Et si la véritable question était : comment profiter de ce dynamisme économique au lieu de chercher à l’éradiquer ? Selon ce principe de base de la sagesse populaire, « si on n’est pas capable de changer une situation, du moins il faut tenter de l’améliorer ». Il ne s’agit pas de vanter «les vertus » de l’économie informelle mais juste d’explorer des pistes originales pour profiter de ses avantages en attendant de réguler ce secteur. Remarquons, au passage, que l’emploi informel est loin d’être une garantie de moralité (des transporteurs qui vivent de petits trafics ne cessent pas d’être malhonnêtes et que ces emplois, aussi condamnables et immoraux qu’ils soient permettent de faire vivre beaucoup de familles pour autant. Une vision certes en contradiction avec une grande part de la littérature économique ambiante mais cela ne nous empêche pas de nous interroger sur la pertinence de nombre de politiques de l’emploi du XXIe siècle.
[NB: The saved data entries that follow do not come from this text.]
//! Input registry: normalized key -> typed input descriptor.
//!
//! Rebuilt from scratch on every (re)bind; descriptors are never patched in place.
//! Entries keep the native input order of the state machine (first insertion wins
//! the position, see [`CollisionPolicy`]).

use std::fmt;

use indexmap::map::Entry;
use indexmap::IndexMap;
use log::{debug, warn};
use serde::{Deserialize, Serialize};

use crate::config::CollisionPolicy;
use crate::machine::{InputKind, StateMachine};
use crate::names::{normalize, InputKey, NameNormalizer};

/// One registered input.
#[derive(Clone, Debug, PartialEq, Eq)]
pub struct InputDescriptor {
    pub key: InputKey,
    pub display_name: String,
    pub kind: InputKind,
    /// Index into the bound state machine's input list.
    pub index: usize,
}

/// Host-facing listing entry, serialized as `{ "text": ..., "type": ... }`.
#[derive(Clone, Debug, PartialEq, Eq, Serialize, Deserialize)]
pub struct InputListing {
    #[serde(rename = "text")]
    pub name: String,
    #[serde(rename = "type")]
    pub kind: InputKind,
}

type ListingObserver = Box<dyn FnMut(&[InputListing])>;

#[derive(Default)]
pub struct InputRegistry {
    entries: IndexMap<InputKey, InputDescriptor>,
    revision: u64,
    observers: Vec<ListingObserver>,
}

impl fmt::Debug for InputRegistry {
    fn fmt(&self, f: &mut fmt::Formatter<'_>) -> fmt::Result {
        f.debug_struct("InputRegistry")
            .field("entries", &self.entries)
            .field("revision", &self.revision)
            .field("observers", &self.observers.len())
            .finish()
    }
}

impl InputRegistry {
    pub fn new() -> Self {
        Self::default()
    }

    /// Rebuild from `machine`. Pass `None` when the bridge is inactive or unbound:
    /// the registry is left empty (observers hear about it only if entries were dropped).
    /// Otherwise observers are notified twice: once cleared, once populated.
    pub fn rebuild(
        &mut self,
        machine: Option<&dyn StateMachine>,
        names: &NameNormalizer,
        policy: CollisionPolicy,
    ) {
        self.revision = self.revision.wrapping_add(1);
        let had_entries = !self.entries.is_empty();
        self.entries.clear();

        let Some(machine) = machine else {
            if had_entries {
                self.notify();
            }
            return;
        };
        self.notify();

        for index in 0..machine.input_count() {
            let Some(raw) = machine.input_name(index) else {
                continue;
            };
            let Some(display_name) = names.display_name(raw) else {
                continue;
            };
            let type_key = machine.input_type_key(index).unwrap_or_default();
            let Some(kind) = InputKind::from_type_key(type_key) else {
                warn!(
                    "input {:?} has unsupported type key {}; skipping",
                    display_name, type_key
                );
                continue;
            };
            debug!(
                "found state machine input {:?} type: {}",
                display_name, kind
            );
            self.insert(
                InputDescriptor {
                    key: normalize(&display_name),
                    display_name,
                    kind,
                    index,
                },
                policy,
            );
        }

        self.notify();
    }

    fn insert(&mut self, descriptor: InputDescriptor, policy: CollisionPolicy) {
        match self.entries.entry(descriptor.key.clone()) {
            Entry::Vacant(slot) => {
                slot.insert(descriptor);
            }
            Entry::Occupied(mut slot) => {
                let kept = match policy {
                    CollisionPolicy::FirstWins => slot.get().display_name.clone(),
                    CollisionPolicy::LastWins => descriptor.display_name.clone(),
                };
                warn!(
                    "inputs {:?} and {:?} both normalize to key '{}'; keeping {:?}",
                    slot.get().display_name,
                    descriptor.display_name,
                    descriptor.key,
                    kept
                );
                if policy == CollisionPolicy::LastWins {
                    slot.insert(descriptor);
                }
            }
        }
    }

    fn notify(&mut self) {
        let listing = self.list();
        for observer in self.observers.iter_mut() {
            observer(&listing);
        }
    }

    /// Observe listing changes.
    pub fn on_inputs_changed(&mut self, f: impl FnMut(&[InputListing]) + 'static) {
        self.observers.push(Box::new(f));
    }

    /// Resolve any casing of a name to its descriptor.
    pub fn lookup(&self, name: &str) -> Option<&InputDescriptor> {
        self.entries.get(normalize(name).as_str())
    }

    pub fn contains(&self, name: &str) -> bool {
        self.lookup(name).is_some()
    }

    pub fn list(&self) -> Vec<InputListing> {
        self.entries
            .values()
            .map(|d| InputListing {
                name: d.display_name.clone(),
                kind: d.kind,
            })
            .collect()
    }

    pub fn iter(&self) -> impl Iterator<Item = &InputDescriptor> {
        self.entries.values()
    }

    pub fn len(&self) -> usize {
        self.entries.len()
    }

    pub fn is_empty(&self) -> bool {
        self.entries.is_empty()
    }

    /// Number of rebuilds performed so far.
    pub fn revision(&self) -> u64 {
        self.revision
    }
}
Quand on regarde l’économie nationale, le secteur informel représente une part importante et par ricochet influe beaucoup sur la productivité, tenant aussi un rôle majeur dans la création d’emplois .
Les décideurs devraient s’intéresser ainsi aux potentialités d’un secteur qui jusqu’à présent, malgré ses aspects négatifs que personne ne peut nier à maintenir l’économie du royaume sur ses deux jambes, la libérale et la sociale. Ce qui veut dire en clair que l’informel concilie un système de protection sociale bien particulier avec les attentes de plein-emploi. Il n’y a qu’à faire un petit tour au marché de Derb Ghallef, que d’aucuns n’ont pas hésité à surnommer la « Silicone vallée » du royaume pour observer de visu la santé de l’activité économique de la marge avec les milliers de personnes employées au quotidien, même si personne jusqu’à présent n’a réussi à évaluer les milliards de dhs du chiffre d’affaires de cet ensemble.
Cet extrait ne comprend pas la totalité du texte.